- INSTRUCTIONS TO FOLLOW -
Every record must be copied exactly, from first line to last.

Dataset excerpts
=== Section Start ===
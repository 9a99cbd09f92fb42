//! End-to-end scenarios, each swept across every concurrency-control mode.

mod common;

mod basic;
mod contention;
mod stress;
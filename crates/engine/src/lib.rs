//! Scheduler, worker pool, and processor API.
//!
//! The [`Processor`] is the public entry point: construct one in a
//! [`CcMode`], submit programs, and drain results. Internally a dedicated
//! scheduler thread runs the mode's loop for the processor's lifetime,
//! dispatching transaction bodies (and, under parallel OCC, validations)
//! onto a fixed [`WorkerPool`].
//!
//! [`CcMode`]: lockstep_core::types::CcMode

#![warn(missing_docs)]

mod pool;
mod processor;
mod scheduler;

pub use pool::WorkerPool;
pub use processor::Processor;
=== Section End ===
- OUTPUT FOR THIS EXERCISE -
repository 9a99cbd09f92fb42
//! End-to-end scenarios, each swept across every concurrency-control mode.

mod common;

mod basic;
mod contention;
mod stress;
filename crates/engine/src/lib.rs
//! Scheduler, worker pool, and processor API.
//!
//! The [`Processor`] is the public entry point: construct one in a
//! [`CcMode`], submit programs, and drain results. Internally a dedicated
//! scheduler thread runs the mode's loop for the processor's lifetime,
//! dispatching transaction bodies (and, under parallel OCC, validations)
//! onto a fixed [`WorkerPool`].
//!
//! [`CcMode`]: lockstep_core::types::CcMode

#![warn(missing_docs)]

mod pool;
mod processor;
mod scheduler;

pub use pool::WorkerPool;
pub use processor::Processor;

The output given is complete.